§ Your goal
A single number is wanted: how many lines of the records below contain the word "that".

§ Data records
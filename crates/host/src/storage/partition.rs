//! Partition table discovery
//!
//! Reads the partition table from an initialized block device. Table formats
//! are pluggable through [`PartitionTableReader`]; the factory tries each
//! registered reader in order and the first one that recognizes the on-disk
//! layout wins. MBR is the only built-in format.

use crate::storage::block::{BlockDevice, StorageError};
use byteorder::{ByteOrder, LittleEndian};
use tracing::debug;

/// Size of the boot sector holding the MBR (bytes)
const BOOT_SECTOR_SIZE: usize = 512;

/// Offset of the partition table inside the boot sector
const TABLE_OFFSET: usize = 446;

/// Size of one partition table entry (bytes)
const ENTRY_SIZE: usize = 16;

/// Number of primary partition entries
const ENTRY_COUNT: usize = 4;

/// Boot indicator flag for a bootable partition
const BOOT_FLAG: u8 = 0x80;

/// One raw partition table entry
#[derive(Debug, Clone, Copy, PartialEq, Eq)]
pub struct PartitionTableEntry {
    /// Whether the boot indicator flag is set
    pub bootable: bool,
    /// Partition type code
    pub type_code: u8,
    /// First logical block of the partition
    pub lba_start: u32,
    /// Partition length in blocks
    pub sector_count: u32,
}

/// A parsed partition table
///
/// Holds only the non-empty entries, in table order.
#[derive(Debug, Clone, Default)]
pub struct PartitionTable {
    /// Non-empty entries in on-disk order
    pub entries: Vec<PartitionTableEntry>,
}

/// Reader for one partition table format
pub trait PartitionTableReader {
    /// Short name of the format, for logging
    fn name(&self) -> &'static str;

    /// Try to read a table of this format from the device
    ///
    /// Returns `Ok(None)` when the device does not carry this format, so the
    /// factory can move on to the next reader. Errors are reserved for
    /// transfer failures and tables that are recognized but malformed.
    fn read(&self, block: &mut dyn BlockDevice) -> Result<Option<PartitionTable>, StorageError>;
}

/// MBR (DOS) partition table reader
pub struct MbrReader;

impl PartitionTableReader for MbrReader {
    fn name(&self) -> &'static str {
        "mbr"
    }

    fn read(&self, block: &mut dyn BlockDevice) -> Result<Option<PartitionTable>, StorageError> {
        let block_size = block.block_size() as usize;
        if block_size == 0 {
            return Err(StorageError::InvalidTable {
                reason: "device reports zero block size".to_string(),
            });
        }

        // Read whole blocks covering the boot sector
        let blocks = BOOT_SECTOR_SIZE.div_ceil(block_size);
        let mut buf = vec![0u8; blocks * block_size];
        block.read_blocks(0, &mut buf)?;

        parse_mbr(&buf)
    }
}

/// Parse an MBR boot sector
///
/// `buf` must hold at least the first 512 bytes of the device.
fn parse_mbr(buf: &[u8]) -> Result<Option<PartitionTable>, StorageError> {
    if buf[510] != 0x55 || buf[511] != 0xAA {
        return Ok(None);
    }

    let mut entries = Vec::new();
    for i in 0..ENTRY_COUNT {
        let offset = TABLE_OFFSET + i * ENTRY_SIZE;
        let entry = &buf[offset..offset + ENTRY_SIZE];

        let type_code = entry[4];
        let sector_count = LittleEndian::read_u32(&entry[12..16]);
        if type_code == 0 || sector_count == 0 {
            continue;
        }

        // A valid boot indicator is 0x00 or 0x80; anything else means the
        // sector only looks like an MBR.
        if entry[0] != 0x00 && entry[0] != BOOT_FLAG {
            return Err(StorageError::InvalidTable {
                reason: format!("entry {} has invalid boot indicator {:#04x}", i, entry[0]),
            });
        }

        entries.push(PartitionTableEntry {
            bootable: entry[0] == BOOT_FLAG,
            type_code,
            lba_start: LittleEndian::read_u32(&entry[8..12]),
            sector_count,
        });
    }

    Ok(Some(PartitionTable { entries }))
}

/// Factory that tries each registered table format in order
pub struct PartitionTableFactory {
    readers: Vec<Box<dyn PartitionTableReader>>,
}

impl PartitionTableFactory {
    /// Create a factory with the built-in formats registered
    pub fn new() -> Self {
        Self {
            readers: vec![Box::new(MbrReader)],
        }
    }

    /// Register an additional table format
    ///
    /// Readers are tried in registration order.
    pub fn register(&mut self, reader: Box<dyn PartitionTableReader>) {
        self.readers.push(reader);
    }

    /// Read the partition table from a device
    ///
    /// Tries each registered reader; the first that recognizes the layout
    /// wins. Fails with [`StorageError::UnsupportedTable`] when none does.
    pub fn read_table(&self, block: &mut dyn BlockDevice) -> Result<PartitionTable, StorageError> {
        for reader in &self.readers {
            if let Some(table) = reader.read(block)? {
                debug!(
                    "Partition table read by {}: {} entries",
                    reader.name(),
                    table.entries.len()
                );
                return Ok(table);
            }
        }

        Err(StorageError::UnsupportedTable)
    }
}

impl Default for PartitionTableFactory {
    fn default() -> Self {
        Self::new()
    }
}

/// One discovered partition with its geometry on the device
#[derive(Debug, Clone, Copy, PartialEq, Eq)]
pub struct Partition {
    /// Index of the entry in the partition table
    pub index: usize,
    /// Whether the boot indicator flag is set
    pub bootable: bool,
    /// Partition type code
    pub type_code: u8,
    /// First logical block
    pub lba_start: u64,
    /// Length in blocks
    pub block_count: u64,
    /// Offset of the partition start in bytes
    pub byte_offset: u64,
    /// Partition size in bytes
    pub byte_size: u64,
}

impl Partition {
    /// Build a partition from a table entry and the device block size
    pub fn create(index: usize, entry: &PartitionTableEntry, block_size: u32) -> Self {
        let block_size = u64::from(block_size);
        let lba_start = u64::from(entry.lba_start);
        let block_count = u64::from(entry.sector_count);

        Self {
            index,
            bootable: entry.bootable,
            type_code: entry.type_code,
            lba_start,
            block_count,
            byte_offset: lba_start * block_size,
            byte_size: block_count * block_size,
        }
    }
}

§ Output for this task
4